João always wore a crumpled plain T-shirt. I never saw him wearing one with a design on it. That was the present my mother bought for him, the fashion at the time was for surfing images, Rio de Janeiro landmarks, a seagull, a flash of lightning, a fishing pier.
The floor of the reception room where João’s birthday was held was tiled. He fell with a thud, which I heard because I was standing so close and because everyone had just finished shouting out
thirteen
, just a moment after the final syllable, which is usually more drawn out, either from enthusiasm or habit or perhaps anger.
When we left the party, we took a taxi.

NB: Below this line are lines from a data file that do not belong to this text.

//! GitHub REST adapter for the Gantry store.
//!
//! Implements the store's [`GitApi`](gantry_store::GitApi) capability
//! against the GitHub git-data and contents endpoints, so application
//! configuration can be stored in a GitHub repository.

mod client;
mod config;

pub use client::GitHubApi;
pub use config::{ConfigError, GitHubConfig};
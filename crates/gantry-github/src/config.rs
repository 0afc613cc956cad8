//! Adapter configuration.

use thiserror::Error;

/// Default API endpoint.
pub const DEFAULT_API_URL: &str = "https://api.github.com";

/// Configuration errors.
#[derive(Debug, Error, PartialEq, Eq)]
pub enum ConfigError {
    /// A required setting is empty.
    #[error("missing required setting: {0}")]
    MissingSetting(&'static str),

    /// The HTTP client could not be built from these settings.
    #[error("building HTTP client: {0}")]
    Client(String),
}

/// Settings for the GitHub adapter.
///
/// Validated when the client is constructed, so a misconfigured process
/// fails at startup rather than on first use.
#[derive(Debug, Clone)]
pub struct GitHubConfig {
    /// API endpoint; override for GitHub Enterprise.
    pub api_url: String,
    /// Repository owner (user or organization).
    pub owner: String,
    /// Repository name.
    pub repo: String,
    /// Access token with `repo` scope.
    pub token: String,
}

impl GitHubConfig {
    /// Creates a configuration against the public GitHub API.
    #[must_use]
    pub fn new(
        owner: impl Into<String>,
        repo: impl Into<String>,
        token: impl Into<String>,
    ) -> Self {
        Self {
            api_url: DEFAULT_API_URL.to_string(),
            owner: owner.into(),
            repo: repo.into(),
            token: token.into(),
        }
    }

    /// Overrides the API endpoint.
    #[must_use]
    pub fn with_api_url(mut self, api_url: impl Into<String>) -> Self {
        self.api_url = api_url.into();
        self
    }

    /// Checks that every required setting is present.
    ///
    /// # Errors
    ///
    /// Returns the first missing setting.
    pub fn validate(&self) -> Result<(), ConfigError> {
        if self.api_url.is_empty() {
            return Err(ConfigError::MissingSetting("api_url"));
        }
        if self.owner.is_empty() {
            return Err(ConfigError::MissingSetting("owner"));
        }
        if self.repo.is_empty() {
            return Err(ConfigError::MissingSetting("repo"));
        }
        if self.token.is_empty() {
            return Err(ConfigError::MissingSetting("token"));
        }
        Ok(())
    }
}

The taxis in Porto Alegre in the 1980s were rather drab, and the brake pedal made a noise like an old spring being released, which I suspect the drivers rather liked because they made a point of bringing up the pedal really quickly. The drivers sat on sheepskin seat covers in the cold weather and hung crab claws or images of saints on the rearview mirror.
While João was recovering I went to school and spent the morning alone, and during break I stayed in the classroom and ate a sandwich, because I’d started bringing my lunch from home, and sometimes the flask containing my cold drink would leak because
I hadn’t closed the lid properly, and the butter and cheese and lettuce would end up sodden and sweet.

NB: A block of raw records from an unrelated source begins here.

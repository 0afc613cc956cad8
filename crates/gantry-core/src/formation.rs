//! Process formations.

use std::collections::BTreeMap;

use serde::{Deserialize, Serialize};

/// Mapping from process-type name to its scaling and sizing parameters.
///
/// A `BTreeMap` so that the JSON written to storage has a stable key
/// order.
pub type Formation = BTreeMap<String, Process>;

/// Scaling and sizing parameters for one process type.
#[derive(Debug, Clone, PartialEq, Eq, Serialize, Deserialize)]
pub struct Process {
    /// Command override, if the process does not use the image default.
    #[serde(default, skip_serializing_if = "Option::is_none")]
    pub command: Option<String>,

    /// Number of instances to run.
    pub quantity: u32,

    /// Memory limit in bytes.
    pub memory: u64,

    /// Relative CPU share.
    pub cpu_share: u16,
}

impl Default for Process {
    fn default() -> Self {
        Self {
            command: None,
            quantity: 1,
            memory: 512 * 1024 * 1024,
            cpu_share: 256,
        }
    }
}
//! Outpost Game - item and crafting model
//!
//! Provides:
//! - Capability-driven item definitions and instances
//! - Item registry and catalog loading
//! - Inventory and equipment containers
//! - Player loadout with transactional equip
//! - Crafting stations and timed jobs
//! - Change-notification bus

pub mod capability;
pub mod crafting;
pub mod equipment;
pub mod error;
pub mod events;
pub mod inventory;
pub mod item;
pub mod player;
pub mod registry;
pub mod stats;

pub use capability::{
    Capability, CapabilityConfig, CapabilityKind, CapabilityParams, Gate, UseContext, UseEffect,
};
pub use crafting::{
    CraftingEngine, CraftingJob, Delivery, JobOutcome, Recipe, RecipeBook, RecipeSpec, RecipeStack,
    Station, StationType, DEFAULT_STATION_BUFFER_SLOTS,
};
pub use equipment::{Equipment, EquipmentCategory};
pub use error::{CatalogError, CraftError, EquipError};
pub use events::{EventBus, EventKind, GameEvent, SubscriptionId};
pub use inventory::{AddOutcome, Inventory, DEFAULT_INVENTORY_SLOTS};
pub use item::{ItemCategory, ItemDefinition, ItemInstance, SlotSnapshot};
pub use player::{PlayerState, UnlockSet};
pub use registry::{Catalog, ItemRegistry};
pub use stats::{CharacterStats, ModifierKind, StatKind, StatModifier};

I can’t remember if it was hot or cold on the day I apologized to João. The first time he dived into our swimming pool the weather was as stifling as if it were January. Whenever João came to my house, he would show me the exercises he was doing, three hundred push-ups with his arms spread wide, as well as sit-ups and stretches, the equipment in the fitness room at the school gym was rather antiquated, with free weights and no lumbar supports.
On the few occasions I went to the coordinator’s office, the photographs were always the same, her son wearing a pirate hat, her daughter in a ballet outfit, and the drawings on the wall didn’t change either: paper kites, mountains, houses with one window above the front door, a smiling sun with eyes and hair.
When you’re known as a snitch, people eye you scornfully, but that isn’t always evident in the look on their face or some movement of their mouth or eyebrows, because very few show their feelings so overtly, and still fewer say anything beyond what those involved had already said, the other four who came to speak to me one by one and called me a son-of-a-bitch.
The way my father immobilized me on the day of the fight: his right arm wrapped around my neck, while he used his left to hit me.
The dispenser I threw at him had a roll of Scotch tape in it at the time. The acrylic base was about twenty centimeters long, weighed maybe two kilos, and the cutting edge had small metal teeth.
When my father came to speak to me on the day after the fight, he knocked three times on my bedroom door. My father was never ill when I was a child. He was never ill when I was fifteen, eighteen or twenty-five, and I don’t remember him being ill when he was fifty, fifty-five, sixty.
When I found out about my father’s illness, it was three o’clock in the afternoon and I went into a bar and ordered a beer. I drank the beer and ordered a whisky. The whisky immediately warmed me up, ethanol on a sunny day at a bar with a few nibbles and a candy-vending machine.
I thought about my father while I drank the whisky. And I thought I really should stop drinking. And I ordered another whisky, and then another and another, and the hours passed and then a moment came when I remembered what had happened, and I couldn’t possibly go home in that state because I didn’t
want to explain and discuss the details of my father’s medical tests with anyone.